Terascale Graph Construction And Analysis In BigQuery

One of the most amazing aspects of BigQuery is not only its incredible speed and scale, but its versatility. Most large-scale data analytics systems enforce enormous sacrifices that severely constrain the kinds of analyses they can perform in order to achieve their speed. Not so with BigQuery, which can perform almost unimaginably massive analyses with a single SQL query with the only limit being the imagination of the analyst. If you can imagine it, BigQuery can answer it.

Eight years ago when I created Culturomics 2.0, I used one of the academic world's most powerful shared memory supercomputers to analyze tiny fragments of a 100-trillion-edge relationship graph. Even with NSF's largest SMP HPC system and vast amounts of purpose-built bespoke code and performance tuning, the project could only investigate the most microscopic fraction of the full graph, akin to shining a penlight to guide the way in a vast darkened city. In fact, I couldn't even maintain any meaningful portion of the graph in memory or storage, instead having to reconstruct the given subgraph on-the-fly as I sampled the full graph.

Fast forward to today and Google's BigQuery makes it possible to both construct and analyze terascale graphs with just a single SQL query.

With just a single SQL query, BigQuery was able to permute an 11-billion entity annotation dataset computed by its deep learning-powered Cloud Natural Language API into a co-occurrence graph encoding 1.1 trillion edges in just 6 hours.

In place of the months of development, performance tuning and vast archives of bespoke HPC software, a brief snippet of SQL and just 6 hours of compute time was all that BigQuery required to construct this 1.1-trillion-edge graph.

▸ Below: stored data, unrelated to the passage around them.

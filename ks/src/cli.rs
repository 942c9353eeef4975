//! CLI argument parsing for the ks inspection tool

use clap::{Parser, Subcommand};
use std::path::PathBuf;

#[derive(Parser, Debug)]
#[command(name = "ks")]
#[command(author, version, about = "Inspect a file-backed key-value store", long_about = None)]
pub struct Cli {
    /// Store directory (default: the yprompt storage directory)
    #[arg(short, long)]
    pub dir: Option<PathBuf>,

    #[command(subcommand)]
    pub command: Command,
}

#[derive(Subcommand, Debug)]
pub enum Command {
    /// Print the value stored under a key
    Get {
        /// Key to read
        #[arg(required = true)]
        key: String,
    },

    /// Store a value under a key
    Set {
        /// Key to write
        #[arg(required = true)]
        key: String,

        /// Value to store
        #[arg(required = true)]
        value: String,
    },

    /// Remove a key
    Remove {
        /// Key to remove
        #[arg(required = true)]
        key: String,
    },

    /// List all keys
    List,

    /// Remove every key starting with a prefix
    Purge {
        /// Key prefix
        #[arg(required = true)]
        prefix: String,
    },
}
//! keystore - file-backed string key-value store
//!
//! Stands in for browser local storage: a flat namespace of string keys and
//! string values persisted under one directory, one file per key.
//!
//! # Layout
//!
//! ```text
//! {dir}/
//! ├── yprompt_token
//! ├── yprompt_user
//! └── yprompt_config
//! ```
//!
//! # Example
//!
//! ```ignore
//! use keystore::LocalStore;
//!
//! let store = LocalStore::open("~/.local/share/yprompt/storage")?;
//! store.set("yprompt_token", "t1")?;
//! assert_eq!(store.get("yprompt_token")?, Some("t1".to_string()));
//! ```

pub mod cli;
mod store;

pub use store::LocalStore;
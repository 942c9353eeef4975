//! REST API client for the yprompt account store
//!
//! Every endpoint returns a `{code, message?, data?}` envelope with
//! `code == 200` signaling success. The [`RemoteApi`] trait is the seam the
//! stores depend on; [`HttpApi`] is the reqwest-backed production
//! implementation.

mod client;
mod error;
mod http;
mod types;

pub use client::RemoteApi;
pub use error::ApiError;
pub use http::HttpApi;
pub use types::{AuthProviders, Envelope, LoginData, RemoteRules, TokenData, User};

#[cfg(test)]
pub use client::mock;
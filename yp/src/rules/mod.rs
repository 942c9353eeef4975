//! Compiled-in default prompt rule texts
//!
//! These are the fallback tier of the config read path: a field whose value
//! is missing both remotely and locally always resolves to one of these, so
//! no field is ever empty.

/// Full rule set driving guided system prompt construction
pub const SYSTEM_PROMPT_RULES: &str = r#"You are an expert prompt engineer helping a user construct a system prompt for a language model.

Work through the conversation in stages:
1. Clarify the task: ask targeted questions until the goal, audience, and constraints are unambiguous.
2. Identify the assistant persona: expertise, tone, and boundaries it must keep.
3. Capture output requirements: format, length, language, and any hard prohibitions.
4. Surface edge cases the user has not considered and confirm how they should be handled.

Rules:
- Ask one question at a time and keep each question short.
- Never invent requirements the user did not state or confirm.
- Prefer concrete examples over abstract descriptions when confirming understanding.
- When enough information is gathered, say so explicitly instead of asking filler questions.
"#;

/// Reduced variant of the system rules, used when the slim toggle is on
pub const SYSTEM_PROMPT_SLIM_RULES: &str = r#"You are an expert prompt engineer. Interview the user with short, single questions until the task, persona, and output format of the desired system prompt are unambiguous, then say you have enough information. Never invent unstated requirements.
"#;

/// Rules for the user-guided (free-form) prompt building flow
pub const USER_GUIDED_PROMPT_RULES: &str = r#"The user is building a prompt by describing it in their own words. Your job is to follow their lead, not to run a fixed interview.

- Reflect each requirement back in one sentence so mistakes surface early.
- When a statement conflicts with an earlier one, point out the conflict and ask which wins.
- Offer at most one suggestion per turn, clearly marked as optional.
- Keep the user's terminology; do not rename their concepts.
"#;

/// Rules for producing the intermediate requirement report
pub const REQUIREMENT_REPORT_RULES: &str = r#"Summarize the conversation so far as a requirement report with exactly these sections:

## Task
## Persona
## Inputs
## Output format
## Constraints
## Open questions

Each section holds short bullet points taken only from what the user stated or confirmed. Leave a section empty rather than guessing. The report must be understandable without reading the conversation.
"#;

pub const THINKING_POINTS_EXTRACTION_PROMPT: &str = r#"From the requirement report below, extract the key thinking points a system prompt must address. Output a numbered list, one point per line, no commentary. Merge duplicates and drop anything that is not actionable for prompt writing.

Requirement report:
{report}
"#;

pub const THINKING_POINTS_SYSTEM_MESSAGE: &str =
    "You extract actionable key points from requirement reports. Output only the numbered list.";

pub const SYSTEM_PROMPT_GENERATION_PROMPT: &str = r#"Write a production-quality system prompt that satisfies every thinking point below.

Requirements for the generated prompt:
- Open with a single-sentence role definition.
- Group instructions under short headers; no numbered lists longer than seven items.
- State prohibitions explicitly and unambiguously.
- Include concrete examples only where a rule would otherwise be vague.
- Output the system prompt text only, with no surrounding explanation.

Thinking points:
{points}
"#;

pub const SYSTEM_PROMPT_SYSTEM_MESSAGE: &str =
    "You are a senior prompt engineer. You write clear, complete system prompts and output nothing else.";

pub const OPTIMIZATION_ADVICE_PROMPT: &str = r#"Review the system prompt below and list concrete improvement suggestions.

For each suggestion give:
- the quoted fragment it applies to,
- what is wrong (ambiguity, redundancy, missing case, conflicting rule),
- a one-sentence proposed fix.

Order suggestions by impact, most important first. If the prompt is already sound, say so and stop.

System prompt:
{prompt}
"#;

pub const OPTIMIZATION_ADVICE_SYSTEM_MESSAGE: &str =
    "You critique system prompts precisely and constructively. Never rewrite the prompt; only advise.";

pub const OPTIMIZATION_APPLICATION_PROMPT: &str = r#"Apply the accepted suggestions to the system prompt. Change only what the suggestions require, preserve the original structure and wording everywhere else, and output the full revised prompt text with no commentary.

System prompt:
{prompt}

Accepted suggestions:
{suggestions}
"#;

pub const OPTIMIZATION_APPLICATION_SYSTEM_MESSAGE: &str =
    "You apply reviewer suggestions to prompts with minimal diffs. Output only the revised prompt.";

/// Scoring rubric for system prompt quality analysis
pub const QUALITY_ANALYSIS_SYSTEM_PROMPT: &str = r#"You score system prompts. Rate the prompt from 0 to 100 on each dimension and justify each score in one sentence:

- Clarity: every instruction has exactly one reading.
- Completeness: task, persona, format, and failure handling are all covered.
- Consistency: no rule contradicts another.
- Robustness: adversarial or off-topic input is handled.

Finish with an overall score (weighted average, clarity double weight) and the single highest-impact improvement. Use the requested output language; default to the language of the prompt under review.
"#;

/// Rubric for analyzing user (task) prompts rather than system prompts
pub const USER_PROMPT_QUALITY_ANALYSIS: &str = r#"You score user prompts, i.e. single task requests sent to a model that already has a system prompt. Rate 0-100 on:

- Goal clarity: what a correct answer looks like is stated.
- Context sufficiency: the model needs no unstated background.
- Scope control: the request is neither open-ended nor over-constrained.

Give the three scores, an overall score, and one concrete rewrite suggestion.
"#;

pub const USER_PROMPT_QUICK_OPTIMIZATION: &str = r#"Rewrite the user prompt below to be clearer and more specific while preserving its intent exactly. Keep it in the author's language and at most twice the original length. Output only the rewritten prompt.

User prompt:
{prompt}
"#;

/// Rules for the interactive user-prompt optimization flow
pub const USER_PROMPT_RULES: &str = r#"You help the user iteratively improve a task prompt.

- Each round, propose one focused revision and explain the reasoning in two sentences or less.
- Never change the intent of the prompt; when intent is unclear, ask before rewriting.
- Track which earlier revisions the user rejected and do not re-propose them.
- When the user is satisfied, output the final prompt verbatim as the last message.
"#;

#[cfg(test)]
mod tests {
    use super::*;

    #[test]
    fn test_slim_rules_are_actually_slim() {
        assert!(SYSTEM_PROMPT_SLIM_RULES.len() < SYSTEM_PROMPT_RULES.len());
    }
}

A 3.8-billion-edge graph took BigQuery just 2.8 hours, again with just a single SQL query, with the resulting graph once again trivially analyzable in BigQuery with brief SQL queries.

In fact, even a set of exploratory large-scale analyses last week that examined more than half a petabyte took only a few SQL queries, with the enormously complex work of worker scheduling, coordination, data distribution and massively parallel joins all being taken care completely automatically by BigQuery. As far as the analyst is concerned, clicking the "Run" button to execute an SQL query is the end of their responsibilities – all of the actual work of figuring out how to tractably execute that query across potentially thousands or even tens of thousands of cores is all handled by BigQuery, allowing analysts to focus on the questions they want to ask rather than figuring out how to ask them.

We've reached a point today where even the largest analyses can be achieved with a single SQL query through BigQuery.